Work request: Entries follow. Return each line that contains the word "Result".

Working data:
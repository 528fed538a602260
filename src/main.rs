use std::{io::Write, process::ExitCode};

use clap::{Arg, ArgAction, ArgMatches, Command, value_parser};
use env_logger::Builder;
use pcb_model::{
    Policy, Report, Result, SchedEvent, Sim, SimError,
    core::{
        Ticks,
        input::{parse_bursts, parse_quantum},
    },
    sim::random_bursts,
};

fn main() -> ExitCode {
    Builder::from_default_env()
        .format(|buf, record| writeln!(buf, "{}", record.args()))
        .init();

    let matches = cli().get_matches();
    match run(&matches) {
        Ok(()) => ExitCode::SUCCESS,
        Err(err) => {
            eprintln!("ERROR: {err}");
            ExitCode::FAILURE
        }
    }
}

fn cli() -> Command {
    let bursts = Arg::new("bursts")
        .num_args(0..)
        .allow_negative_numbers(true)
        .help("CPU burst time of each process, in arrival order");

    Command::new("pcb_model")
        .about("FCFS and Round-Robin CPU scheduling simulator")
        .subcommand_required(true)
        .arg_required_else_help(true)
        .arg(
            Arg::new("trace")
                .long("trace")
                .global(true)
                .action(ArgAction::SetTrue)
                .help("Print every dispatch and completion"),
        )
        .arg(
            Arg::new("random")
                .long("random")
                .global(true)
                .value_parser(value_parser!(usize))
                .help("Generate this many random bursts instead of reading them"),
        )
        .arg(
            Arg::new("max-burst")
                .long("max-burst")
                .global(true)
                .default_value("10")
                .value_parser(value_parser!(u64))
                .help("Upper bound for generated bursts"),
        )
        .arg(
            Arg::new("seed")
                .long("seed")
                .global(true)
                .default_value("0")
                .value_parser(value_parser!(u64))
                .help("Seed for generated bursts"),
        )
        .subcommand(
            Command::new("fcfs")
                .about("First-Come-First-Served")
                .arg(bursts.clone()),
        )
        .subcommand(
            Command::new("rr")
                .about("Round-Robin with a fixed quantum")
                .arg(
                    Arg::new("quantum")
                        .required(true)
                        .allow_negative_numbers(true)
                        .help("Time slice granted per dispatch"),
                )
                .arg(bursts),
        )
}

fn run(matches: &ArgMatches) -> Result<()> {
    let (policy, sub) = match matches.subcommand() {
        Some(("fcfs", sub)) => (Policy::Fcfs, sub),
        Some(("rr", sub)) => {
            let token = sub
                .get_one::<String>("quantum")
                .ok_or_else(|| SimError::InvalidInput("missing quantum".to_owned()))?;
            let quantum = parse_quantum(token)?;
            (Policy::RoundRobin { quantum }, sub)
        }
        _ => return Err(SimError::InvalidInput("unknown algorithm".to_owned())),
    };

    let bursts = read_bursts(sub)?;
    let sim = Sim::new(&bursts, policy)?;

    println!("Using {policy}");
    for record in sim.table().records() {
        println!("Accepted P{}: Burst {}", record.id, record.burst);
    }

    let outcome = sim.run();
    if sub.get_flag("trace") {
        print_trace(&outcome.events);
    }
    println!("{}", Report::new(&outcome));

    Ok(())
}

fn read_bursts(sub: &ArgMatches) -> Result<Vec<Ticks>> {
    let tokens: Vec<&String> = sub
        .get_many::<String>("bursts")
        .map(|values| values.collect())
        .unwrap_or_default();

    match sub.get_one::<usize>("random") {
        Some(_) if !tokens.is_empty() => Err(SimError::InvalidInput(
            "--random cannot be combined with explicit bursts".to_owned(),
        )),
        Some(&count) => {
            let max_burst = *sub.get_one::<u64>("max-burst").unwrap_or(&10);
            let seed = *sub.get_one::<u64>("seed").unwrap_or(&0);
            Ok(random_bursts(count, max_burst, seed))
        }
        None => parse_bursts(&tokens),
    }
}

fn print_trace(events: &[SchedEvent]) {
    for event in events {
        println!("t={} {:?}", event.at(), event);
    }
}
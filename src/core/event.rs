use crate::core::{Pid, Ticks};

#[derive(Debug, Clone, Copy, PartialEq, Eq)]
pub enum SchedEvent {
    Dispatched {
        pid: Pid,
        at: Ticks,
        run_time: Ticks,
    },
    // Emitted at the clock value when the last tick of `pid` finished
    Completed {
        pid: Pid,
        at: Ticks,
    },
}

impl SchedEvent {
    pub fn at(&self) -> Ticks {
        match *self {
            Self::Dispatched { at, .. } | Self::Completed { at, .. } => at,
        }
    }
}
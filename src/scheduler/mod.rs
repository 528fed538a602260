pub mod fcfs;
pub mod round_robin;

use std::{fmt, num::NonZeroU64};

use crate::core::{Observer, ProcessTable, SchedEvent, Ticks};
pub use fcfs::FcfsScheduler;
pub use round_robin::RoundRobinScheduler;

pub trait Scheduler {
    // Returns the makespan; leaves every record complete
    fn run(
        &mut self,
        table: &mut ProcessTable,
        events: &mut Vec<SchedEvent>,
        observer: &mut Observer,
    ) -> Ticks;
}

#[derive(Debug, Clone, Copy, PartialEq, Eq)]
pub enum Policy {
    Fcfs,
    RoundRobin { quantum: NonZeroU64 },
}

impl Policy {
    pub fn scheduler(self) -> Box<dyn Scheduler> {
        match self {
            Self::Fcfs => Box::new(FcfsScheduler),
            Self::RoundRobin { quantum } => Box::new(RoundRobinScheduler::new(quantum)),
        }
    }
}

impl fmt::Display for Policy {
    fn fmt(&self, f: &mut fmt::Formatter<'_>) -> fmt::Result {
        match self {
            Self::Fcfs => write!(f, "FCFS"),
            Self::RoundRobin { quantum } => write!(f, "RR({quantum})"),
        }
    }
}
use std::fmt;

#[derive(Debug, Clone, PartialEq, Eq)]
pub enum SimError {
    InvalidInput(String),
    AllocationFailure { requested: usize },
}

impl fmt::Display for SimError {
    fn fmt(&self, f: &mut fmt::Formatter<'_>) -> fmt::Result {
        match self {
            Self::InvalidInput(msg) => write!(f, "invalid input: {msg}"),
            Self::AllocationFailure { requested } => {
                write!(f, "failed to allocate a table for {requested} processes")
            }
        }
    }
}

impl std::error::Error for SimError {}

pub type Result<T> = std::result::Result<T, SimError>;
use rand::prelude::*;

use crate::core::Ticks;

pub fn random_bursts(count: usize, max_burst: Ticks, seed: u64) -> Vec<Ticks> {
    let mut rng = StdRng::seed_from_u64(seed);
    (0..count).map(|_| rng.random_range(0..=max_burst)).collect()
}

#[cfg(test)]
mod tests {
    use super::*;

    #[test]
    fn same_seed_same_workload() {
        assert_eq!(random_bursts(20, 9, 7), random_bursts(20, 9, 7));
    }

    #[test]
    fn bursts_stay_in_range() {
        let bursts = random_bursts(200, 5, 1);
        assert_eq!(bursts.len(), 200);
        assert!(bursts.iter().all(|&b| b <= 5));
    }
}
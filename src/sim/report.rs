use std::fmt;

use average::{Estimate, Mean};

use super::driver::Outcome;

pub struct Report<'a> {
    outcome: &'a Outcome,
}

impl<'a> Report<'a> {
    pub fn new(outcome: &'a Outcome) -> Self {
        Self { outcome }
    }

    pub fn average_wait(&self) -> f64 {
        self.outcome
            .table
            .records()
            .iter()
            .map(|r| r.wait as f64)
            .collect::<Mean>()
            .estimate()
    }
}

impl fmt::Display for Report<'_> {
    fn fmt(&self, f: &mut fmt::Formatter<'_>) -> fmt::Result {
        writeln!(f, "PID\tBurst\tBurst Left\tWait")?;
        for r in self.outcome.table.records() {
            writeln!(f, "{}\t{}\t{}\t\t{}", r.id, r.burst, r.burst_remaining, r.wait)?;
        }
        writeln!(f, "Total time: {}", self.outcome.total_time)?;
        write!(f, "Average wait time: {:.2}", self.average_wait())
    }
}
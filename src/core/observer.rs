use log::trace;

use super::state::{ProcessTable, Ticks};

#[derive(Debug)]
pub struct Observer {
    step: u64,
    initial_work: Ticks,
}

impl Observer {
    pub fn new(table: &ProcessTable) -> Self {
        Self {
            step: 0,
            initial_work: table.remaining_work(),
        }
    }

    pub fn observe(&mut self, table: &ProcessTable, clock: Ticks) {
        self.step += 1;
        trace!(
            "step={} clock={} remaining={}",
            self.step,
            clock,
            table.remaining_work()
        );

        debug_assert_eq!(
            clock + table.remaining_work(),
            self.initial_work,
            "CPU time was lost or double counted at step {}",
            self.step
        );

        for record in table.records() {
            debug_assert!(
                record.burst_remaining <= record.burst,
                "P{} remaining burst grew past its original burst",
                record.id
            );
            debug_assert!(
                record.wait <= clock,
                "P{} waited {} ticks but only {clock} ticks elapsed",
                record.id,
                record.wait
            );
        }
    }

    pub fn steps(&self) -> u64 {
        self.step
    }
}
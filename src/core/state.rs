use super::error::{Result, SimError};

// Index into ProcessTable::records
pub type Pid = usize;
pub type Ticks = u64;

#[derive(Debug, Clone, PartialEq, Eq)]
pub struct ProcessRecord {
    pub id: Pid,
    pub burst: Ticks,
    pub burst_remaining: Ticks,
    pub wait: Ticks,
}

impl ProcessRecord {
    pub fn is_complete(&self) -> bool {
        self.burst_remaining == 0
    }
}

#[derive(Debug, Clone, PartialEq, Eq)]
pub struct ProcessTable {
    records: Vec<ProcessRecord>,
}

impl ProcessTable {
    pub fn new(bursts: &[Ticks]) -> Result<Self> {
        if bursts.is_empty() {
            return Err(SimError::InvalidInput(
                "at least one burst time is required".to_owned(),
            ));
        }

        // The clock must be able to hold the whole makespan
        bursts
            .iter()
            .try_fold(0 as Ticks, |acc, &burst| acc.checked_add(burst))
            .ok_or_else(|| SimError::InvalidInput("total burst time overflows".to_owned()))?;

        let mut records = Vec::new();
        records
            .try_reserve_exact(bursts.len())
            .map_err(|_| SimError::AllocationFailure {
                requested: bursts.len(),
            })?;

        for (id, &burst) in bursts.iter().enumerate() {
            debug_assert_eq!(records.len(), id, "Pid must match Vec index");
            records.push(ProcessRecord {
                id,
                burst,
                burst_remaining: burst,
                wait: 0,
            });
        }

        Ok(Self { records })
    }

    pub fn len(&self) -> usize {
        self.records.len()
    }

    pub fn is_empty(&self) -> bool {
        self.records.is_empty()
    }

    pub fn records(&self) -> &[ProcessRecord] {
        &self.records
    }

    pub fn record(&self, pid: Pid) -> &ProcessRecord {
        &self.records[pid]
    }

    pub(crate) fn record_mut(&mut self, pid: Pid) -> &mut ProcessRecord {
        &mut self.records[pid]
    }

    pub fn all_complete(&self) -> bool {
        self.records.iter().all(ProcessRecord::is_complete)
    }

    pub fn remaining_work(&self) -> Ticks {
        self.records.iter().map(|r| r.burst_remaining).sum()
    }

    pub fn total_wait(&self) -> Ticks {
        self.records
            .iter()
            .fold(0, |acc: Ticks, r| acc.saturating_add(r.wait))
    }

    // Callers clamp `amount` to the remaining burst; others are charged all of it
    pub fn advance(&mut self, pid: Pid, amount: Ticks) {
        if self.records[pid].is_complete() {
            return;
        }

        let running = &mut self.records[pid];
        running.burst_remaining = running.burst_remaining.saturating_sub(amount);

        for (pos, record) in self.records.iter_mut().enumerate() {
            if pos != pid && !record.is_complete() {
                record.wait = record.wait.saturating_add(amount);
            }
        }
    }
}
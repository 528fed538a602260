pub mod error;
pub mod event;
pub mod input;
pub mod observer;
pub mod state;

pub use error::{Result, SimError};
pub use event::SchedEvent;
pub use observer::Observer;
pub use state::{Pid, ProcessRecord, ProcessTable, Ticks};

Your response:
    Policy, Report, Result, SchedEvent, Sim, SimError,
fn run(matches: &ArgMatches) -> Result<()> {
fn read_bursts(sub: &ArgMatches) -> Result<Vec<Ticks>> {
    fn fmt(&self, f: &mut fmt::Formatter<'_>) -> fmt::Result {
    fn fmt(&self, f: &mut fmt::Formatter<'_>) -> fmt::Result {
pub type Result<T> = std::result::Result<T, SimError>;
    fn fmt(&self, f: &mut fmt::Formatter<'_>) -> fmt::Result {
use super::error::{Result, SimError};
    pub fn new(bursts: &[Ticks]) -> Result<Self> {
pub use error::{Result, SimError};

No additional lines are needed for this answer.